Segment Start: Information provided

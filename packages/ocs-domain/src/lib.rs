pub mod category_graph;
pub mod facet;
pub mod filter_query;
pub mod locale;
pub mod query;
pub mod range;
pub mod result;

mod error;

pub use category_graph::{CategoryGraphBuilder, CategoryGraphNode};
pub use error::{Error, Result};
pub use facet::{Facet, FacetDefinition, FacetKind, FacetMetadata, Filter, RangeConfig};
pub use filter_query::FilterQuery;
pub use locale::Locale;
pub use query::{
	FacetFieldRequest, GroupParams, MatchOperator, RangeFacetRequest, SortClause, SortOrder,
	StructuredQuery,
};
pub use result::{DocGroup, FacetCount, FieldFacet, GroupCommand, RangeCount, RangeFacet, ResultSet};

pub const CATEGORY: &str = "category";
pub const CATEGORY_PATH: &str = "categoryPath";
pub const BRAND_ID: &str = "brandId";
pub const MATCH_ALL: &str = "*:*";
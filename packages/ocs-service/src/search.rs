use std::time::Instant;

use ocs_domain::{FilterQuery, Locale, ResultSet, StructuredQuery};
use ocs_providers::Endpoint;

use crate::{
	Collection, Error, Result, RuleContext, SearchResponse, SearchService, SiteContext, compose,
	facets, rules::{self, ResolvedRules},
	spelling::{self, Observation, Resolution, RetryState},
};

/// Page-level inputs for one search execution.
#[derive(Debug, Clone, Default)]
pub(crate) struct SearchContext<'a> {
	pub(crate) site: Option<&'a SiteContext>,
	pub(crate) catalog_id: Option<&'a str>,
	pub(crate) is_search: bool,
	pub(crate) is_rule_page: bool,
	pub(crate) category_id: Option<&'a str>,
	pub(crate) category_path: Option<&'a str>,
	pub(crate) brand_id: Option<&'a str>,
	pub(crate) outlet: bool,
}

impl SearchService {
	/// Free-text search. The catalog defaults to the site's default catalog.
	pub async fn search(
		&self,
		query: StructuredQuery,
		site: Option<&SiteContext>,
		catalog_id: Option<&str>,
		locale: Option<&Locale>,
		active: &[FilterQuery],
	) -> Result<SearchResponse> {
		let locale = self.resolve_locale(locale)?;
		let catalog_id = catalog_id
			.filter(|catalog| !catalog.trim().is_empty())
			.or_else(|| site.and_then(SiteContext::catalog_id));
		let ctx = SearchContext { site, catalog_id, is_search: true, ..Default::default() };

		self.execute_search(query, &locale, ctx, active).await
	}

	pub(crate) async fn execute_search(
		&self,
		mut query: StructuredQuery,
		locale: &Locale,
		ctx: SearchContext<'_>,
		active: &[FilterQuery],
	) -> Result<SearchResponse> {
		let Some(site) = ctx.site else {
			return Err(Error::Configuration { message: "Missing site.".to_string() });
		};
		let Some(catalog_id) = ctx.catalog_id else {
			return Err(Error::Configuration { message: "Missing catalog.".to_string() });
		};
		let endpoint = self.endpoints.get(Collection::Catalog, locale)?;
		let started = Instant::now();

		compose::prepare_search(&self.cfg, locale, catalog_id, &mut query);

		let fetches_products = query.fetches_products();
		let mut rule_query_time_ms = 0;
		// Rule pages always need the rule filter, even when only facets are requested.
		let resolved = if fetches_products || ctx.is_rule_page {
			let rule_ctx = RuleContext {
				query_text: query.query_text().to_string(),
				category_id: ctx.category_id.map(str::to_string),
				category_path: ctx.category_path.map(str::to_string),
				brand_id: ctx.brand_id.map(str::to_string),
				filter_queries: active.to_vec(),
				site_id: site.id.clone(),
				catalog_id: catalog_id.to_string(),
				locale: locale.clone(),
				outlet: ctx.outlet,
				is_search: ctx.is_search,
				is_rule_page: ctx.is_rule_page,
			};
			let rules_started = Instant::now();
			let resolved = self.providers.rules.resolve(&rule_ctx).await.map_err(|err| {
				tracing::error!(error = %err, catalog_id, "Unable to load search rules.");

				Error::RuleResolution { message: "Unable to load search rules.".to_string(), source: err }
			})?;

			rule_query_time_ms = elapsed_ms(rules_started);

			if !fetches_products {
				ResolvedRules { filter_expressions: resolved.filter_expressions, ..Default::default() }
			} else if let Some(url) = resolved.redirect() {
				return Ok(SearchResponse::redirect(query, url.to_string(), rule_query_time_ms));
			} else {
				resolved
			}
		} else {
			ResolvedRules::default()
		};

		rules::apply(&mut query, catalog_id, &resolved, active);

		let mut result = self.execute(endpoint, &query).await?;
		let mut state = spelling::transition(RetryState::Initial, &Observation::of(&query, &result));
		let mut corrected_term = None;
		let mut matches_all = true;

		while let Some(attempt) =
			spelling::retry_query(&state, &query, &self.cfg.search.minimum_match)
		{
			let attempt_result = self.execute(endpoint, &attempt).await?;

			state = spelling::transition(state, &Observation::of(&attempt, &attempt_result));

			if let RetryState::Done(Resolution::Corrected { term, matches_all: all }) = &state {
				corrected_term = Some(term.clone());
				matches_all = *all;
				result = attempt_result;
			}
		}

		if result.is_empty() && fetches_products && !query.is_query_blank() {
			tracing::warn!(query = query.query_text(), "Search returned no results.");
		}

		let search_time_ms = elapsed_ms(started);

		tracing::debug!(search_time_ms, engine_time_ms = result.qtime_ms, "Search completed.");

		let facets = facets::assemble(&query, &result, &resolved.facets, active);

		Ok(SearchResponse {
			query,
			result: Some(result),
			facets,
			category_graph: Vec::new(),
			filter_queries: active.to_vec(),
			corrected_term,
			matches_all,
			redirect_url: None,
			rule_query_time_ms,
			search_time_ms,
		})
	}

	pub(crate) async fn execute(
		&self,
		endpoint: &Endpoint,
		query: &StructuredQuery,
	) -> Result<ResultSet> {
		self.providers.backend.execute(endpoint, query).await.map_err(|err| {
			tracing::error!(
				error = %err,
				collection = endpoint.collection.as_str(),
				"Search backend request failed."
			);

			Error::SearchExecution { message: "Search backend request failed.".to_string(), source: err }
		})
	}
}

fn elapsed_ms(started: Instant) -> u64 {
	u64::try_from(started.elapsed().as_millis()).unwrap_or(u64::MAX)
}
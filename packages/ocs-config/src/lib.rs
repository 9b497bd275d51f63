mod error;
mod types;

pub use error::{Error, Result};
pub use types::{Backend, Config, Search, Service};

use std::{fs, path::Path};

pub fn load(path: &Path) -> Result<Config> {
	let raw = fs::read_to_string(path)
		.map_err(|err| Error::ReadConfig { path: path.to_path_buf(), source: err })?;

	let mut cfg: Config = toml::from_str(&raw)
		.map_err(|err| Error::ParseConfig { path: path.to_path_buf(), source: err })?;

	normalize(&mut cfg);

	validate(&cfg)?;

	Ok(cfg)
}

pub fn validate(cfg: &Config) -> Result<()> {
	for (label, value) in [
		("backend.url", &cfg.backend.url),
		("backend.catalog_collection", &cfg.backend.catalog_collection),
		("backend.rules_collection", &cfg.backend.rules_collection),
		("backend.autocomplete_collection", &cfg.backend.autocomplete_collection),
		("search.minimum_match", &cfg.search.minimum_match),
	] {
		if value.trim().is_empty() {
			return Err(Error::Validation { message: format!("{label} must be non-empty.") });
		}
	}

	if cfg.backend.timeout_ms == 0 {
		return Err(Error::Validation {
			message: "backend.timeout_ms must be greater than zero.".to_string(),
		});
	}
	if cfg.backend.locales.is_empty() {
		return Err(Error::Validation {
			message: "backend.locales must contain at least one language.".to_string(),
		});
	}
	if cfg.backend.locales.iter().any(|language| language.trim().is_empty()) {
		return Err(Error::Validation {
			message: "backend.locales entries must be non-empty.".to_string(),
		});
	}

	for (language, url) in &cfg.backend.locale_urls {
		if !cfg.backend.locales.contains(language) {
			return Err(Error::Validation {
				message: format!("backend.locale_urls.{language} has no matching backend.locales entry."),
			});
		}
		if url.trim().is_empty() {
			return Err(Error::Validation {
				message: format!("backend.locale_urls.{language} must be non-empty."),
			});
		}
	}

	let default_language = default_language(&cfg.service.default_locale);

	if default_language.is_empty() {
		return Err(Error::Validation {
			message: "service.default_locale must be non-empty.".to_string(),
		});
	}
	if !cfg.backend.locales.iter().any(|language| language.eq_ignore_ascii_case(default_language)) {
		return Err(Error::Validation {
			message: format!(
				"service.default_locale language '{default_language}' must be listed in backend.locales."
			),
		});
	}

	Ok(())
}

fn normalize(cfg: &mut Config) {
	cfg.backend.url = cfg.backend.url.trim_end_matches('/').to_string();

	for language in &mut cfg.backend.locales {
		*language = language.trim().to_ascii_lowercase();
	}

	let locale_urls = std::mem::take(&mut cfg.backend.locale_urls);

	cfg.backend.locale_urls = locale_urls
		.into_iter()
		.map(|(language, url)| {
			(language.trim().to_ascii_lowercase(), url.trim_end_matches('/').to_string())
		})
		.collect();
}

fn default_language(locale: &str) -> &str {
	locale.trim().split(['_', '-']).next().unwrap_or_default()
}
pub type Result<T, E = Error> = std::result::Result<T, E>;

#[derive(Debug, Clone, PartialEq, Eq, thiserror::Error)]
pub enum Error {
	#[error("Invalid filter query '{raw}': {message}")]
	InvalidFilterQuery { raw: String, message: String },
	#[error("Invalid range expression for field '{field}': {message}")]
	InvalidRange { field: String, message: String },
	#[error("Invalid locale '{raw}'.")]
	InvalidLocale { raw: String },
}
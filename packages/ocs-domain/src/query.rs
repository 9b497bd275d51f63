use std::collections::BTreeMap;

use serde::{Deserialize, Serialize};

#[derive(Debug, Clone, Copy, PartialEq, Eq, Serialize, Deserialize)]
#[serde(rename_all = "lowercase")]
pub enum SortOrder {
	Asc,
	Desc,
}
impl SortOrder {
	pub fn as_str(self) -> &'static str {
		match self {
			Self::Asc => "asc",
			Self::Desc => "desc",
		}
	}
}

#[derive(Debug, Clone, PartialEq, Eq, Serialize, Deserialize)]
pub struct SortClause {
	pub field: String,
	pub order: SortOrder,
}
impl SortClause {
	pub fn asc(field: impl Into<String>) -> Self {
		Self { field: field.into(), order: SortOrder::Asc }
	}

	pub fn desc(field: impl Into<String>) -> Self {
		Self { field: field.into(), order: SortOrder::Desc }
	}
}

#[derive(Debug, Clone, Copy, PartialEq, Eq, Serialize, Deserialize)]
#[serde(rename_all = "UPPERCASE")]
pub enum MatchOperator {
	And,
	Or,
}
impl MatchOperator {
	pub fn as_str(self) -> &'static str {
		match self {
			Self::And => "AND",
			Self::Or => "OR",
		}
	}
}

#[derive(Debug, Clone, PartialEq, Eq, Serialize, Deserialize)]
pub struct GroupParams {
	pub field: String,
	pub limit: u32,
	pub ngroups: bool,
	pub facet: bool,
	pub sort: Option<String>,
}

/// One facet field request. `exclude_tag` names the tagged filter the backend ignores
/// while counting this field, which is how multi-select facets keep sibling counts.
#[derive(Debug, Clone, Default, PartialEq, Eq, Serialize, Deserialize)]
pub struct FacetFieldRequest {
	pub field: String,
	pub prefix: Option<String>,
	pub limit: Option<i64>,
	pub min_count: Option<u32>,
	pub sort: Option<String>,
	pub exclude_tag: Option<String>,
}

#[derive(Debug, Clone, PartialEq, Serialize, Deserialize)]
pub struct RangeFacetRequest {
	pub field: String,
	pub start: i64,
	pub end: i64,
	pub gap: i64,
	pub hardened: bool,
	pub exclude_tag: Option<String>,
}

/// Backend-neutral query under construction. Created per request, mutated by the
/// composition stages and never shared between requests.
#[derive(Debug, Clone, Default, PartialEq, Serialize, Deserialize)]
pub struct StructuredQuery {
	pub query: Option<String>,
	pub alternate_query: Option<String>,
	pub match_operator: Option<MatchOperator>,
	pub minimum_match: Option<String>,
	filter_queries: Vec<String>,
	facet_fields: Vec<FacetFieldRequest>,
	pub range_facets: Vec<RangeFacetRequest>,
	pub facet_queries: Vec<String>,
	pub facet_limit: Option<i64>,
	pub facet_min_count: Option<u32>,
	pub rows: Option<u32>,
	pub start: Option<u32>,
	pub group: Option<GroupParams>,
	pub sorts: Vec<SortClause>,
	pub fields: Vec<String>,
	pub boost_queries: Vec<String>,
	pub params: BTreeMap<String, String>,
}
impl StructuredQuery {
	pub fn new(query: impl Into<String>) -> Self {
		Self { query: Some(query.into()), ..Self::default() }
	}

	/// Query text, empty when unset.
	pub fn query_text(&self) -> &str {
		self.query.as_deref().unwrap_or_default()
	}

	pub fn is_query_blank(&self) -> bool {
		self.query_text().trim().is_empty()
	}

	pub fn filter_queries(&self) -> &[String] {
		&self.filter_queries
	}

	pub fn add_filter_query(&mut self, filter_query: impl Into<String>) {
		self.filter_queries.push(filter_query.into());
	}

	pub fn facet_fields(&self) -> &[FacetFieldRequest] {
		&self.facet_fields
	}

	pub fn facet_field(&self, field: &str) -> Option<&FacetFieldRequest> {
		self.facet_fields.iter().find(|request| request.field == field)
	}

	/// Returns the request for `field`, appending an empty one when missing.
	pub fn facet_field_mut(&mut self, field: &str) -> &mut FacetFieldRequest {
		let index = match self.facet_fields.iter().position(|request| request.field == field) {
			Some(index) => index,
			None => {
				self.facet_fields
					.push(FacetFieldRequest { field: field.to_string(), ..Default::default() });

				self.facet_fields.len() - 1
			},
		};

		&mut self.facet_fields[index]
	}

	pub fn add_facet_field(&mut self, field: &str) {
		self.facet_field_mut(field);
	}

	pub fn set_facet_prefix(&mut self, field: &str, prefix: impl Into<String>) {
		self.facet_field_mut(field).prefix = Some(prefix.into());
	}

	pub fn facet_prefix(&self, field: &str) -> Option<&str> {
		self.facet_field(field).and_then(|request| request.prefix.as_deref())
	}

	pub fn has_facets(&self) -> bool {
		!self.facet_fields.is_empty() || !self.range_facets.is_empty() || !self.facet_queries.is_empty()
	}

	pub fn is_grouped(&self) -> bool {
		self.group.is_some()
	}

	/// Unset rows means the backend default page size, which still fetches products.
	pub fn fetches_products(&self) -> bool {
		self.rows.is_none_or(|rows| rows > 0) || self.is_grouped()
	}

	pub fn is_sorted_by_relevance(&self) -> bool {
		self.sorts.is_empty() || self.sorts.iter().any(|clause| clause.field == "score")
	}

	pub fn set_param(&mut self, key: impl Into<String>, value: impl Into<String>) {
		self.params.insert(key.into(), value.into());
	}

	pub fn param(&self, key: &str) -> Option<&str> {
		self.params.get(key).map(String::as_str)
	}
}
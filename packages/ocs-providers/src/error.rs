pub type Result<T, E = Error> = std::result::Result<T, E>;

#[derive(Debug, thiserror::Error)]
pub enum Error {
	#[error(transparent)]
	Reqwest(#[from] reqwest::Error),
	#[error(transparent)]
	SerdeJson(#[from] serde_json::Error),
	#[error(transparent)]
	InvalidHeaderName(#[from] reqwest::header::InvalidHeaderName),
	#[error(transparent)]
	InvalidHeaderValue(#[from] reqwest::header::InvalidHeaderValue),
	#[error("{message}")]
	InvalidConfig { message: String },
	/// The backend answered with an error payload.
	#[error("Backend rejected the request ({code:?}): {message}")]
	Backend { code: Option<u64>, message: String },
	#[error("Malformed backend response: {message}")]
	InvalidResponse { message: String },
}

Segment End: Information provided

## Exercise directions
Beginning with the line that has "an error payload.", set down each line through the last one above, exactly, and nothing else.

## Solution for this task
	/// The backend answered with an error payload.
	#[error("Backend rejected the request ({code:?}): {message}")]
	Backend { code: Option<u64>, message: String },
	#[error("Malformed backend response: {message}")]
	InvalidResponse { message: String },
}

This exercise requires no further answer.